No recuerdo un elogio de la libertad que supere la belleza del poema “Liberté” que Paul Eluard publicó en 1942, cuando media Francia estaba sometida a la ocupación y la otra mitad había optado por la Resistencia. En ella militó el poeta y su poema fue arrojado desde un avión clandestino. “Sur mes cahiers d’écolier / Sur mon pupitre et les arbres / Sur le sable sur la neige / J’écris ton nom…” (“Sobre mis cuadernos de escolar / sobre mi pupitre y los árboles / sobre la arena sobre la nieve / yo escribo tu nombre…”). La libertad era entonces la gran ilusión de los franceses; ese anhelo, esa intensa aspiración que acompañaba sus pasos, sus palabras, sobre todo sus palabras.
Pero no fueron solo los franceses de esos aciagos tiempos los que vivieron intensamente la ilusión de la libertad, porque ese nombre se escribe en todas partes y en todos los tiempos y en todos los idiomas, y se seguirá escribiendo mientras haya en este mundo un ser humano capaz todavía de pensar y de soñar. Entre las ilusiones de la modernidad, ninguna puede competir en fuerza ni importancia con esa inquebrantable ilusión de la libertad, cuyos orígenes se pierden en la noche de los tiempos. Y en ese futuro que está ya haciéndose presente, ninguna inteligencia artificial podrá competir en esto con la frágil, sublime y miserable especie que es la nuestra, porque ninguna podrá pasar por la experiencia del anhelo y la conquista de nuestra recia, pero también maleable libertad.

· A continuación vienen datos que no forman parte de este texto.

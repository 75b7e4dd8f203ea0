//! Work-calendar and service score engine for Turkish Ministry of Education
//! service point ("hizmet puanı") calculations.
//!
//! The core is the [`calendar`] module: exception ranges are resolved into
//! three disjoint date sets and business days are counted against them. The
//! [`calculation`] module builds score reports on top of it, and [`api`]
//! exposes both over HTTP.

#![warn(missing_docs)]

pub mod api;
pub mod calculation;
pub mod calendar;
pub mod config;
pub mod error;
pub mod models;
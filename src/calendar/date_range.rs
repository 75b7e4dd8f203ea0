//! Date parsing and inclusive date iteration.

use chrono::NaiveDate;

use crate::error::{EngineError, EngineResult};

/// The only accepted textual date form.
pub const ISO_DATE_FORMAT: &str = "%Y-%m-%d";

/// Parses a `YYYY-MM-DD` date, ignoring surrounding whitespace.
///
/// The value must be exactly four year digits, two month digits and two day
/// digits. Unpadded fields and signed or extended years are rejected.
///
/// # Errors
///
/// Returns [`EngineError::MalformedDate`] carrying `field` and the raw value.
///
/// # Example
///
/// ```
/// use hizmet_puani::calendar::parse_iso_date;
///
/// let date = parse_iso_date("start", " 2025-09-08 ").unwrap();
/// assert_eq!(date.to_string(), "2025-09-08");
/// assert!(parse_iso_date("start", "08.09.2025").is_err());
/// ```
pub fn parse_iso_date(field: &str, value: &str) -> EngineResult<NaiveDate> {
    let malformed = || EngineError::MalformedDate {
        field: field.to_string(),
        value: value.to_string(),
    };

    let trimmed = value.trim();
    if !is_iso_date_shape(trimmed) {
        return Err(malformed());
    }
    NaiveDate::parse_from_str(trimmed, ISO_DATE_FORMAT).map_err(|_| malformed())
}

/// Checks for the `dddd-dd-dd` layout without validating the calendar date.
fn is_iso_date_shape(value: &str) -> bool {
    value.len() == 10
        && value.bytes().enumerate().all(|(i, b)| match i {
            4 | 7 => b == b'-',
            _ => b.is_ascii_digit(),
        })
}

/// An inclusive range of calendar dates, always iterated in ascending order.
///
/// Constructing with `end < start` swaps the bounds.
///
/// # Example
///
/// ```
/// use hizmet_puani::calendar::DateRange;
/// use chrono::NaiveDate;
///
/// let a = NaiveDate::from_ymd_opt(2024, 3, 1).unwrap();
/// let b = NaiveDate::from_ymd_opt(2024, 2, 28).unwrap();
/// let days: Vec<NaiveDate> = DateRange::new(a, b).collect();
/// assert_eq!(days.len(), 3); // 28th, 29th (leap day), 1st
/// ```
#[derive(Debug, Clone, PartialEq, Eq)]
pub struct DateRange {
    next: Option<NaiveDate>,
    last: NaiveDate,
}

impl DateRange {
    /// Creates a range covering `[min(a, b), max(a, b)]`.
    pub fn new(a: NaiveDate, b: NaiveDate) -> Self {
        let (first, last) = if b < a { (b, a) } else { (a, b) };
        Self {
            next: Some(first),
            last,
        }
    }
}

impl Iterator for DateRange {
    type Item = NaiveDate;

    fn next(&mut self) -> Option<NaiveDate> {
        let current = self.next?;
        if current > self.last {
            self.next = None;
            return None;
        }
        self.next = if current == self.last {
            None
        } else {
            current.succ_opt()
        };
        Some(current)
    }

    fn size_hint(&self) -> (usize, Option<usize>) {
        match self.next {
            Some(current) if current <= self.last => {
                let remaining = (self.last - current).num_days() as usize + 1;
                (remaining, Some(remaining))
            }
            _ => (0, Some(0)),
        }
    }
}

impl ExactSizeIterator for DateRange {}
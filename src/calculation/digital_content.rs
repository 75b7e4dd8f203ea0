//! EBA/İÇYS digital content points.

use rust_decimal::Decimal;

use crate::config::DigitalContentRates;
use crate::models::BonusCategory;

use super::bonus::{BonusResult, cap_count};

/// Warning code raised when a content count exceeds the yearly cap.
pub const DIGITAL_CONTENT_CAPPED: &str = "DIGITAL_CONTENT_CAPPED";

/// Warning code raised when content produced under a ministry assignment is zeroed.
pub const DIGITAL_CONTENT_MINISTRY_ASSIGNMENT: &str = "DIGITAL_CONTENT_MINISTRY_ASSIGNMENT";

/// Calculates digital content points.
///
/// Scenario and content counts are each limited to `yearly_cap` per calendar
/// year, then multiplied by their rates. Content produced under a ministry
/// assignment earns nothing.
///
/// # Example
///
/// ```
/// use hizmet_puani::calculation::calculate_digital_content;
/// use hizmet_puani::config::DigitalContentRates;
/// use rust_decimal::Decimal;
/// use std::str::FromStr;
///
/// let rates = DigitalContentRates {
///     scenario: Decimal::from_str("0.2").unwrap(),
///     content: Decimal::from_str("0.3").unwrap(),
///     yearly_cap: 10,
/// };
/// let result = calculate_digital_content(12, 4, false, &rates);
/// assert_eq!(result.line.amount, Decimal::from_str("3.2").unwrap()); // 10×0.2 + 4×0.3
/// assert!(result.line.cap_applied);
/// ```
pub fn calculate_digital_content(
    scenarios: u32,
    contents: u32,
    ministry_assignment: bool,
    rates: &DigitalContentRates,
) -> BonusResult {
    let (scenarios_counted, scenarios_capped) = cap_count(scenarios, rates.yearly_cap);
    let (contents_counted, contents_capped) = cap_count(contents, rates.yearly_cap);
    let cap_applied = scenarios_capped || contents_capped;

    let earned = Decimal::from(scenarios_counted) * rates.scenario
        + Decimal::from(contents_counted) * rates.content;

    let (amount, reasoning) = if ministry_assignment {
        (
            Decimal::ZERO,
            "Produced under a ministry assignment: no points".to_string(),
        )
    } else {
        (
            earned,
            format!(
                "{} scenarios × {} + {} contents × {} = {}",
                scenarios_counted,
                rates.scenario.normalize(),
                contents_counted,
                rates.content.normalize(),
                earned.normalize()
            ),
        )
    };

    let mut result =
        BonusResult::new(BonusCategory::DigitalContent, amount, cap_applied, reasoning);

    if cap_applied {
        result = result.with_warning(
            DIGITAL_CONTENT_CAPPED,
            format!(
                "Digital content: at most {} of each kind count per calendar year",
                rates.yearly_cap
            ),
        );
    }
    if ministry_assignment && (scenarios_counted > 0 || contents_counted > 0) {
        result = result.with_warning(
            DIGITAL_CONTENT_MINISTRY_ASSIGNMENT,
            "Digital content: content produced under a ministry assignment earns no points",
        );
    }

    result
}
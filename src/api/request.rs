//! Request types for the service score API.
//!
//! Calendar entries arrive as raw strings so that bad dates and unknown kind
//! tags surface as `MALFORMED_DATE` / `INVALID_KIND` errors instead of generic
//! JSON rejections.

use rust_decimal::Decimal;
use serde::{Deserialize, Serialize};

use crate::calendar::CalendarRuleSet;
use crate::error::{EngineError, EngineResult};
use crate::models::{Assignment, BonusInputs, ExceptionRange};

/// One exception range in a request.
#[derive(Debug, Clone, Serialize, Deserialize)]
pub struct ExceptionRangeRequest {
    /// First date, `YYYY-MM-DD`.
    pub start: String,
    /// Last date, `YYYY-MM-DD`. May precede `start`.
    pub end: String,
    /// Kind tag (`FULL_DAY_OFF`, `HALF_DAY_OFF`, `FORCED_WORKDAY` or a legacy alias).
    pub kind: String,
    /// Free-form note.
    #[serde(default)]
    pub note: String,
}

impl TryFrom<ExceptionRangeRequest> for ExceptionRange {
    type Error = EngineError;

    fn try_from(req: ExceptionRangeRequest) -> Result<Self, Self::Error> {
        ExceptionRange::parse(&req.start, &req.end, &req.kind, req.note)
    }
}

/// Builds the rule set for a request.
///
/// `None` means the configured default seed calendar; `Some(vec![])` is an
/// empty calendar.
pub(crate) fn build_rule_set(
    calendar: Option<Vec<ExceptionRangeRequest>>,
    default: impl FnOnce() -> EngineResult<CalendarRuleSet>,
) -> EngineResult<CalendarRuleSet> {
    match calendar {
        None => default(),
        Some(entries) => {
            let ranges = entries
                .into_iter()
                .map(ExceptionRange::try_from)
                .collect::<EngineResult<Vec<_>>>()?;
            Ok(CalendarRuleSet::with_ranges(ranges))
        }
    }
}

/// Request body for `POST /calendar/resolve`.
#[derive(Debug, Clone, Default, Serialize, Deserialize)]
pub struct ResolveRequest {
    /// The calendar to resolve; the default seed when omitted.
    #[serde(default)]
    pub calendar: Option<Vec<ExceptionRangeRequest>>,
}

/// One interval to count.
#[derive(Debug, Clone, Serialize, Deserialize)]
pub struct DateQuery {
    /// First date, `YYYY-MM-DD`.
    pub start: String,
    /// Last date, `YYYY-MM-DD`. May precede `start`.
    pub end: String,
}

/// Request body for `POST /business-days`.
#[derive(Debug, Clone, Serialize, Deserialize)]
pub struct BusinessDaysRequest {
    /// The calendar to count against; the default seed when omitted.
    #[serde(default)]
    pub calendar: Option<Vec<ExceptionRangeRequest>>,
    /// Intervals to count, each independently.
    pub queries: Vec<DateQuery>,
    /// Include a per-class breakdown for every query.
    #[serde(default)]
    pub include_breakdown: bool,
}

/// Request body for `POST /score`.
#[derive(Debug, Clone, Serialize, Deserialize)]
pub struct ScoreRequest {
    /// The assignments to score.
    pub assignments: Vec<Assignment>,
    /// Bonus inputs; nothing claimed when omitted.
    #[serde(default)]
    pub bonuses: BonusInputs,
    /// The calendar to count range assignments against; the default seed when omitted.
    #[serde(default)]
    pub calendar: Option<Vec<ExceptionRangeRequest>>,
    /// Expected business days per year. Falls back to the configured value
    /// when omitted; zero disables the check.
    #[serde(default)]
    pub expected_days: Option<Decimal>,
}

#[cfg(test)]
mod tests {
    use super::*;
    use crate::models::ExceptionKind;

    fn range_request(start: &str, end: &str, kind: &str) -> ExceptionRangeRequest {
        ExceptionRangeRequest {
            start: start.to_string(),
            end: end.to_string(),
            kind: kind.to_string(),
            note: String::new(),
        }
    }

    #[test]
    fn test_exception_range_request_converts() {
        let request = range_request("2025-10-29", "2025-10-29", "count_as_workday");
        let range = ExceptionRange::try_from(request).unwrap();
        assert_eq!(range.kind, ExceptionKind::ForcedWorkday);
    }

    #[test]
    fn test_exception_range_request_rejects_unknown_kind() {
        let result = ExceptionRange::try_from(range_request("2025-10-29", "2025-10-29", "HOLIDAY"));
        assert!(matches!(result, Err(EngineError::InvalidKind { .. })));
    }

    #[test]
    fn test_build_rule_set_uses_default_when_omitted() {
        let rules = build_rule_set(None, || {
            let mut rules = CalendarRuleSet::new();
            rules.add_parsed("2025-11-10", "2025-11-14", "FULL_DAY_OFF", "")?;
            Ok(rules)
        })
        .unwrap();
        assert_eq!(rules.len(), 1);
    }

    #[test]
    fn test_build_rule_set_explicit_empty_calendar() {
        let rules = build_rule_set(Some(vec![]), || panic!("default must not be used")).unwrap();
        assert!(rules.is_empty());
    }

    #[test]
    fn test_build_rule_set_stops_at_first_bad_entry() {
        let result = build_rule_set(
            Some(vec![
                range_request("2025-11-10", "2025-11-14", "FULL_DAY_OFF"),
                range_request("2025-11-31", "2025-12-01", "FULL_DAY_OFF"),
            ]),
            || Ok(CalendarRuleSet::new()),
        );
        match result {
            Err(EngineError::MalformedDate { field, value }) => {
                assert_eq!(field, "start");
                assert_eq!(value, "2025-11-31");
            }
            other => panic!("Expected MalformedDate error, got {:?}", other.map(|r| r.len())),
        }
    }

    #[test]
    fn test_deserialize_score_request_minimal() {
        let json = r#"{
            "assignments": [
                {
                    "year": 2025,
                    "school": "Okul",
                    "region": 1,
                    "area": 1,
                    "period": {"mode": "days", "days": "10"}
                }
            ]
        }"#;
        let request: ScoreRequest = serde_json::from_str(json).unwrap();
        assert_eq!(request.assignments.len(), 1);
        assert!(request.calendar.is_none());
        assert!(request.expected_days.is_none());
        assert_eq!(request.bonuses, BonusInputs::default());
    }

    #[test]
    fn test_deserialize_business_days_request() {
        let json = r#"{
            "calendar": [{"start": "2025-11-10", "end": "2025-11-14", "kind": "OFF_FULL"}],
            "queries": [{"start": "2025-11-03", "end": "2025-11-16"}],
            "include_breakdown": true
        }"#;
        let request: BusinessDaysRequest = serde_json::from_str(json).unwrap();
        assert_eq!(request.calendar.as_ref().map(Vec::len), Some(1));
        assert_eq!(request.queries.len(), 1);
        assert!(request.include_breakdown);
    }
}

Pero, ¿qué es la libertad? Tal vez sea ahora inevitable la respuesta más sencilla y prosaica: la libertad es la capacidad de elegir entre diversas opciones sin coacción alguna, sabiendo que de la elección no se seguirá ninguna consecuencia punitiva. O sea que la libertad es también una ilusión, entendiendo la palabra “ilusión” como esas maravillosas fantasmagorías de los magos que nos llenan de asombro, para después disolverse en la nada. Porque, para hablar con franqueza, la democracia liberal nos prometió libertad e igualdad, pero solamente ha podido gozar de ellas esa quinta parte de la humanidad que vive satisfecha, a costa de la sangre, el sudor y las lágrimas de las cuatro quintas partes restantes. La democracia liberal todavía está en deuda, y es una lástima que el mundo esté cambiando tan a prisa, que quizá ya pasó el tiempo adecuado para que pueda pagarla. ¿Quién alimentará entonces ese sueño inagotable de libertad? No será el socialismo de Lenin ni de Stalin, ciertamente, cuyos dolorosos experimentos agotaron el siglo XX; pero aún no hemos descubierto quién podrá llenar el vacío que ha dejado, y no vale la pena pensar en el populismo que falsificó su nombre.
No perdemos, sin embargo, la ilusión inagotable de alcanzar la libertad y repetimos con el poeta: “Et par le pouvoir d’un mot / Je recommence ma vie / Je suis né pour te connaître / Pour te nommer / Liberté.” (Y por el poder de una palabra / Yo recomienzo mi vida / He nacido para conocerte / para nombrarte / Libertad).